Tesco has sent a message to a summit of world business leaders in New York that politicians need to regain their focus on tackling food waste, as the supermarket leads calls for a UK government u-turn on its decision to axe plans for mandatory reporting.
Speaking as UN and business leaders met in New York for the Champions 12.3 summit, CEO Ken Murphy said there needed to be “global action across supply chains” led by governments across the world.
The United Nations’ Sustainable Development Goal 12.3 calls for countries to cut food waste at the retail and consumer level by half by 2020.
Tesco is a founder member of the group and was the first supermarket to begin reporting its food waste figures, in 2013, though Murphy was not among the delegates today.
At the event last year, Tesco announced it was accelerating its plans to halve its operations’ food waste by 2025, five years ahead of the Champions 12.3 and UN target.
Today, Murphy said to turn the tide on food waste there needed to be more joined-up action.
More than 100 of Tesco’s suppliers have agreed to disclose their food waste data, but Murphy said to hit the target there needed to be global action across supply chains.
“We’re proud of the action we’re taking in our own operations, with our customers and with our suppliers, but there’s more that we can all do to drive long-lasting change,” he said. “Today, Tesco is calling on others to report their own food waste data and help turn the tide on the amount of food waste that is produced around the world.
“We need global action across supply chains and government leaders to remain focused on supporting the industry and educating consumers, so that we continue to ensure no good food goes to waste.”
Last week, campaign group Feedback announced it was to launch legal proceedings against Defra after the government confirmed it was ditching plans to make food waste reporting mandatory.
The Grocer revealed in July that ministers had backtracked on mandatory reporting because of fears over the cost to businesses and the impact on food prices.
That is despite the plans first being proposed by Michael Gove in 2018.
The Grocer also revealed in March that, prior to Defra’s decision, the landmark commitment by retailers and suppliers to tackle food waste had to be relaunched, and some of its ambitions watered down, after it failed to hit key targets because of the pandemic and cost of living crisis.
At the time, Wrap and IGD, which launched the Food Waste Reduction Roadmap in 2018, put the blame for a lack of sign-up on government for delaying its promised introduction of mandatory reporting on food waste.

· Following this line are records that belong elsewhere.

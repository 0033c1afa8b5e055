//! Expressions, types and signatures.

use godecl_parser::ast::{BinaryOp, Expr, ExprId, FieldId, ListRef};

use super::{English, BAD_EXPR};

impl<R: Copy> English<'_, '_, R> {
    /// Source parentheses survive as `Expr::Paren`, so none are added here.
    pub(crate) fn expr(&mut self, id: ExprId) {
        let frag = self.frag;
        match *frag.expr(id) {
            Expr::Ident(name) => self.push(frag.name(name)),
            Expr::BasicLit(lit) => self.push(frag.text(lit.raw)),
            Expr::Ellipsis { elem, .. } => {
                self.push("...");
                if let Some(elem) = elem {
                    self.expr(elem);
                }
            }
            Expr::FuncLit { typ, .. } => self.literal(Some(typ)),
            Expr::CompositeLit { typ, .. } => self.literal(typ),
            Expr::Paren { expr, .. } => {
                self.push("(");
                self.expr(expr);
                self.push(")");
            }
            Expr::Selector { expr, sel } => {
                self.expr(expr);
                self.push(".");
                self.push(frag.name(sel));
            }
            Expr::Index { expr, index } => {
                self.expr(expr);
                self.push("[");
                self.expr(index);
                self.push("]");
            }
            Expr::IndexList { expr, indices } => {
                self.expr(expr);
                self.push("[");
                self.joined(frag.arena.exprs_list(indices), ", ", Self::expr);
                self.push("]");
            }
            Expr::Slice {
                expr,
                lo,
                hi,
                max,
                slice3,
            } => {
                self.expr(expr);
                self.push("[");
                self.opt_expr(lo);
                self.push(":");
                self.opt_expr(hi);
                if slice3 {
                    self.push(":");
                    self.opt_expr(max);
                }
                self.push("]");
            }
            Expr::TypeAssert { expr, typ } => {
                self.expr(expr);
                self.push(".(");
                match typ {
                    Some(typ) => self.expr(typ),
                    None => self.push("type"),
                }
                self.push(")");
            }
            Expr::Call {
                fun,
                args,
                ellipsis,
            } => {
                self.expr(fun);
                self.push("(");
                self.joined(frag.arena.exprs_list(args), ", ", Self::expr);
                if ellipsis.is_some() {
                    self.push("...");
                }
                self.push(")");
            }
            Expr::Star { expr, .. } => {
                self.push("pointer to ");
                self.expr(expr);
            }
            Expr::Unary { op, expr, .. } => {
                self.push(op.as_str());
                self.expr(expr);
            }
            Expr::Binary {
                left, op, right, ..
            } => {
                self.expr(left);
                self.push(" ");
                self.push(match op {
                    BinaryOp::Add => "plus",
                    BinaryOp::Sub => "minus",
                    BinaryOp::Div => "divided by",
                    op => op.as_str(),
                });
                self.push(" ");
                self.expr(right);
            }
            Expr::ArrayType { len, elem } => {
                match len {
                    None => self.push("slice of "),
                    Some(len) => {
                        self.expr(len);
                        self.push("-element array of ");
                    }
                }
                self.expr(elem);
            }
            Expr::StructType { fields } => {
                self.push("struct{");
                self.field_list(fields, "; ", false);
                self.push("}");
            }
            Expr::FuncType {
                params, results, ..
            } => {
                self.push("function");
                if !params.is_empty() || !results.is_empty() {
                    self.push(" ");
                }
                self.signature(params, results);
            }
            Expr::InterfaceType { methods } => {
                self.push("interface{");
                self.field_list(methods, "; ", true);
                self.push("}");
            }
            Expr::MapType { key, value } => {
                self.push("map of ");
                self.expr(key);
                self.push(" to ");
                self.expr(value);
            }
            Expr::ChanType { dir, elem } => {
                self.push(dir.as_str());
                self.expr(elem);
            }
            Expr::KeyValue { .. } | Expr::Bad(_) => self.push(BAD_EXPR),
        }
    }

    fn opt_expr(&mut self, id: Option<ExprId>) {
        if let Some(id) = id {
            self.expr(id);
        }
    }

    /// `(T literal)` for function and composite literals.
    fn literal(&mut self, typ: Option<ExprId>) {
        self.push("(");
        match typ {
            Some(typ) => self.expr(typ),
            None => self.push(BAD_EXPR),
        }
        self.push(" literal)");
    }

    /// `taking A and B and returning C`; either half may be absent.
    pub(crate) fn signature(&mut self, params: ListRef<FieldId>, results: ListRef<FieldId>) {
        if !params.is_empty() {
            self.push("taking ");
            self.field_list(params, " and ", false);
        }
        if !params.is_empty() && !results.is_empty() {
            self.push(" and ");
        }
        if !results.is_empty() {
            self.push("returning ");
            self.field_list(results, " and ", false);
        }
    }

    fn field_list(&mut self, fields: ListRef<FieldId>, sep: &str, iface: bool) {
        let frag = self.frag;
        self.joined(frag.arena.fields_list(fields), sep, |en, id| {
            let field = *frag.field(id);
            let names = frag.arena.ident_names(field.names);
            en.joined(names, ", ", |en, name| en.push(frag.name(name)));

            // A method name is followed by a space and its signature: `Read taking ...`.
            if iface {
                if let Expr::FuncType {
                    params, results, ..
                } = *frag.expr(field.typ)
                {
                    if !params.is_empty() || !results.is_empty() {
                        en.push(" ");
                        en.signature(params, results);
                    }
                    return;
                }
            }

            if !names.is_empty() {
                en.push(" ");
            }
            en.expr(field.typ);
        });
    }
}

#[cfg(test)]
mod tests {
    use godecl_parser::parse_expr;

    use crate::english::expr_string;

    fn render(src: &str) -> String {
        let frag = parse_expr(src).unwrap();
        expr_string(&frag, frag.root)
    }

    #[test]
    fn pointers_slices_and_maps() {
        assert_eq!(render("*[]map[int]string"), "pointer to slice of map of int to string");
        assert_eq!(render("[...]int"), "...-element array of int");
    }

    #[test]
    fn channels_keep_direction() {
        assert_eq!(render("chan int"), "chan int");
        assert_eq!(render("chan<- int"), "chan<- int");
        assert_eq!(render("<-chan int"), "<-chan int");
        assert_eq!(render("<-ch"), "<-ch");
    }

    #[test]
    fn struct_and_interface_members() {
        assert_eq!(
            render("struct{a, b int; c string `json:\"c\"`; io.Reader}"),
            "struct{a, b int; c string; io.Reader}"
        );
        assert_eq!(
            render("interface{Read(p []byte) (int, error); Close() error; String()}"),
            "interface{Read taking p slice of byte and returning int and error; Close returning error; String}"
        );
        assert_eq!(render("interface{~int | string}"), "interface{~int | string}");
    }

    #[test]
    fn operators_and_parens() {
        assert_eq!(render("(2+5) / 3"), "(2 plus 5) divided by 3");
        assert_eq!(render("a - b*c"), "a minus b * c");
        assert_eq!(render("!ok && x >= 1"), "!ok && x >= 1");
        assert_eq!(render("&v"), "&v");
    }

    #[test]
    fn calls_and_accessors() {
        assert_eq!(render("fmt.Println(a, b...)"), "fmt.Println(a, b...)");
        assert_eq!(render("s[1:2:3]"), "s[1:2:3]");
        assert_eq!(render("s[:]"), "s[:]");
        assert_eq!(render("m[k]"), "m[k]");
        assert_eq!(render("Pair[int, string]"), "Pair[int, string]");
        assert_eq!(render("x.(fmt.Stringer)"), "x.(fmt.Stringer)");
        assert_eq!(render("x.(type)"), "x.(type)");
    }

    #[test]
    fn literals_are_simplified() {
        assert_eq!(render("[]int{1, 2}"), "(slice of int literal)");
        assert_eq!(render("func() {}"), "(function literal)");
        assert_eq!(render("map[string]int{\"a\": 1}"), "(map of string to int literal)");
        assert_eq!(render("1.5e3"), "1.5e3");
        assert_eq!(render("'x'"), "'x'");
    }

    #[test]
    fn variadic_signature() {
        assert_eq!(
            render("func(format string, args ...any)"),
            "function taking format string and args ...any"
        );
    }
}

Although around a third of major food and drink companies have signed up to the roadmap, Wrap told The Grocer the industry needed to act “much further and much faster” if it was to achieve its target of halving food waste by 2030, in line with the UN goal.
Some 300 food businesses have signed up to the roadmap, including all the major grocery retailers. Plans for 75% of large businesses to be “targeting, measuring and acting” on food waste by the end of 2022 were missed.
Prime minister Rishi Sunak has since embarked on a series of backtracks on government environmental targets, claiming they will worsen the cost of living crisis.